Installed the stereo into my 66'... questions...

SadbutTrue

Founding Member
May 1, 2002
2,390
4
49
Granada Hills, California
I installed most of the system from my old cadillac into my mustang (everthing except the my sub and its amp). Its a Pioneer head unit, 800W/60WRMSx4 Kenwood amp, powering 2 nice Kenwood 6x9s and 2 nice Polk 6.5" (both rated for 65W RMS), as wlel as some dinky little speakers in the dash (carryovers from the old stereo) hooked up directly to the head unit.

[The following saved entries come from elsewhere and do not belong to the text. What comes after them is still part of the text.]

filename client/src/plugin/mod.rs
pub mod plugin_view;
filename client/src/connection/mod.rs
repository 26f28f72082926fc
pub mod connection;
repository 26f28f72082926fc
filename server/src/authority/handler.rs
use std::collections::HashMap;

use log::{debug, warn};
use serde_json::Value;

use graft_shared::{
    Change, ChangeEffects, EntityId, Graph, GraphContext, PersistenceAdapter, SyncError,
    SyncHandler,
};

use crate::{connection::connection::Connection, ConnectionKey};

/// The Authority side of the coordinator: entities come from storage, local
/// changes are written to storage and relayed to listening Dependents
pub(crate) struct AuthorityHandler<'a> {
    pub(crate) persistence: &'a PersistenceAdapter,
    pub(crate) connections: &'a mut HashMap<ConnectionKey, Connection>,
}

impl SyncHandler for AuthorityHandler<'_> {
    fn load(&mut self, ctx: &GraphContext, id: &EntityId) -> Result<Option<Value>, SyncError> {
        Ok(self.persistence.load(&ctx.schemas, id)?)
    }

    fn propagate(&mut self, graph: &Graph, change: &Change) -> Result<(), SyncError> {
        relay(graph, self.connections, change);
        Ok(())
    }

    fn persist(
        &mut self,
        graph: &Graph,
        ctx: &GraphContext,
        change: &Change,
        effects: &ChangeEffects,
    ) -> Result<(), SyncError> {
        self.persistence
            .persist_change(graph, &ctx.schemas, change, effects)?;
        drop_listeners(self.connections, &effects.removed);
        Ok(())
    }
}

/// Sends `change` on every connection listening to its entity, through the
/// connection's Update Channel. Returns the number of connections it went out
/// on.
pub(crate) fn relay(
    graph: &Graph,
    connections: &mut HashMap<ConnectionKey, Connection>,
    change: &Change,
) -> usize {
    let mut keys: Vec<ConnectionKey> = connections.keys().copied().collect();
    keys.sort();
    let mut sent = 0;
    for key in keys {
        let Some(connection) = connections.get_mut(&key) else {
            continue;
        };
        if !connection.is_listening(graph, change.item()) {
            continue;
        }
        match connection.base.send_change(change) {
            Ok(true) => sent += 1,
            Ok(false) => {}
            Err(error) => warn!("Could not relay change to connection {}: {}", key, error),
        }
    }
    debug!(
        "Relayed change to {}.{} on {} connections",
        change.item(),
        change.property(),
        sent
    );
    sent
}

pub(crate) fn drop_listeners(
    connections: &mut HashMap<ConnectionKey, Connection>,
    removed: &[EntityId],
) {
    if removed.is_empty() {
        return;
    }
    for connection in connections.values_mut() {
        connection.drop_listeners(removed);
    }
}
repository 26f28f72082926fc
//! # Graft Shared
//! Common functionality shared between graft-server & graft-client crates:
//! the entity model, schema composer, entity factory, sync coordinator,
//! update channel and persistence adapter.

#![deny(trivial_numeric_casts, unstable_features, unused_import_braces)]

pub mod constants;
mod connection;
mod context;
mod entity;
mod factory;
mod graph;
mod messages;
mod persistence;
mod schema;
mod sync;
mod transport;

pub use connection::{
    base_connection::BaseConnection, connection_config::ConnectionConfig,
    error::ConnectionError, update_channel::UpdateChannel,
};
pub use context::GraphContext;
pub use entity::{
    container::{Container, Slot},
    entity::Entity,
    entity_id::EntityId,
    error::EntityError,
    list::{List, ListItem},
    property::Property,
};
pub use factory::{
    entity_builder::{DefaultBuilder, EntityBuilder},
    entity_factory::EntityFactory,
};
pub use graph::{
    graph::{stub, ChangeEffects, Graph},
    records::normalize_record,
};
pub use messages::{error::MessageError, message::Message};
pub use persistence::{
    error::PersistenceError,
    persistence_adapter::PersistenceAdapter,
    store::{FileStore, MemoryStore, Store},
};
pub use schema::{
    builtin,
    class_fragment::{ClassFragment, Singleton},
    composer::ComposedSchema,
    error::{SchemaError, ValidationError},
    schema_registry::{Registration, SchemaRegistry},
    simplified_schema::{PropertySchema, PropertyShape, SimplifiedSchema},
    validator::Validator,
};
pub use sync::{
    change::{
        Change, ContainerChange, ContainerChangeType, ItemChange, ItemChangeType, ListChange,
        ListChangeType, UpdateKey,
    },
    coordinator::{Commit, Coordinator},
    error::SyncError,
    fetch_queue::{EntityFuture, FetchQueue},
    handler::{FetchStatus, SyncHandler},
    shadow_records::ShadowRecords,
};
pub use transport::{error::TransportError, MessageReceiver, MessageSender};
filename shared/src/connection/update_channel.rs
use std::collections::HashMap;

use log::debug;
use serde_json::Value;

use crate::{Change, ConnectionError, Message, MessageSender, UpdateKey};

/// Per-connection filter that keeps a change received from the peer from
/// being sent straight back to it.
///
/// The latest value received for each key is remembered until the next send
/// on that key, whether or not the send is suppressed.
#[derive(Debug, Default)]
pub struct UpdateChannel {
    received: HashMap<UpdateKey, Value>,
}

impl UpdateChannel {
    pub fn new() -> Self {
        Self::default()
    }

    /// Records the value of a change received from the peer
    pub fn add_received(&mut self, change: &Change) {
        self.received.insert(change.update_key(), change.payload());
    }

    pub fn has_received(&self, key: &UpdateKey) -> bool {
        self.received.contains_key(key)
    }

    /// Sends `change` unless it carries the value last received for its key.
    /// Returns whether the change went out.
    pub fn send(
        &mut self,
        sender: &mut dyn MessageSender,
        change: &Change,
    ) -> Result<bool, ConnectionError> {
        let key = change.update_key();
        if let Some(received) = self.received.remove(&key) {
            if received == change.payload() {
                debug!("Suppressed send of {:?}, peer already has it", key);
                return Ok(false);
            }
        }
        let payload = Message::Change(change.clone()).to_bytes()?;
        sender.send(&payload)?;
        Ok(true)
    }
}

#[cfg(test)]
mod tests {
    use serde_json::json;

    use super::*;
    use crate::{EntityId, TransportError};

    #[derive(Default)]
    struct Outbox {
        sent: Vec<Vec<u8>>,
    }

    impl MessageSender for Outbox {
        fn send(&mut self, payload: &[u8]) -> Result<(), TransportError> {
            self.sent.push(payload.to_vec());
            Ok(())
        }
    }

    #[test]
    fn suppresses_the_received_value_once() {
        let mut channel = UpdateChannel::new();
        let mut outbox = Outbox::default();
        let change = Change::item_update(&EntityId::new("Browser-1"), "x", json!(0.3));

        channel.add_received(&change);
        assert!(!channel.send(&mut outbox, &change).unwrap());
        assert!(outbox.sent.is_empty());

        // the record is one-shot
        assert!(channel.send(&mut outbox, &change).unwrap());
        assert_eq!(outbox.sent.len(), 1);
    }

    #[test]
    fn different_value_clears_the_record() {
        let mut channel = UpdateChannel::new();
        let mut outbox = Outbox::default();
        let browser = EntityId::new("Browser-1");

        channel.add_received(&Change::item_update(&browser, "x", json!(0.3)));
        assert!(channel
            .send(&mut outbox, &Change::item_update(&browser, "x", json!(0.4)))
            .unwrap());
        assert!(!channel.has_received(&Change::item_update(&browser, "x", json!(0.3)).update_key()));
    }

    #[test]
    fn keys_include_the_container_key() {
        let mut channel = UpdateChannel::new();
        let mut outbox = Outbox::default();
        let browser = EntityId::new("Browser-1");

        channel.add_received(&Change::container_add(&browser, "plugins", &EntityId::new("Plugin-7"), None));
        let other = Change::container_add(&browser, "plugins", &EntityId::new("Plugin-8"), None);
        assert!(channel.send(&mut outbox, &other).unwrap());
    }
}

Seemed to be working okay, but I was a bit disappointed by the bass, and I'm figuring I may have hooked up a sub control wire wrong because when I play with the head unit's equalizer it didn't make much, if any, difference.

Questions...
1) Any idea which wire I didn't connect right?
2) How should hte bass for such a system be? I wasn't expecting it to punch like it did with my old 12" sub but I was expecting more than I'm getting
3) A friend told me I need create boxes/containers for the 6x9s (they're basically hanging off the rear deck into the trunk) - where can I buy them?
4) If I do need to create a subwoofer box to get my bass fix... does anyone sell 65/66 custom boxes, or does anyone know of a generally available on that will fit?
 
  • Sponsors (?)


are you sure the polarity (+ and -) of the speakers are all correct? phasing issues can be caused by reversing the polarity of the speakers or the sub, and will be most noticeable in the low end.

also, have you done any soundproofing to your car?
 
Sure seems lake a possible phasing/polarity issue to me. To give an example, if you have 2 woofers in a cabinet (with perfect test conditions) and one of the woofers is wired opposite of the other, the more you crank it, the less you'll hear it, even though the amp and speakers are working hard. In theory/perfect world, you wouldn't hear it at all!:eek: All this is most noticeable at the lower frequencies.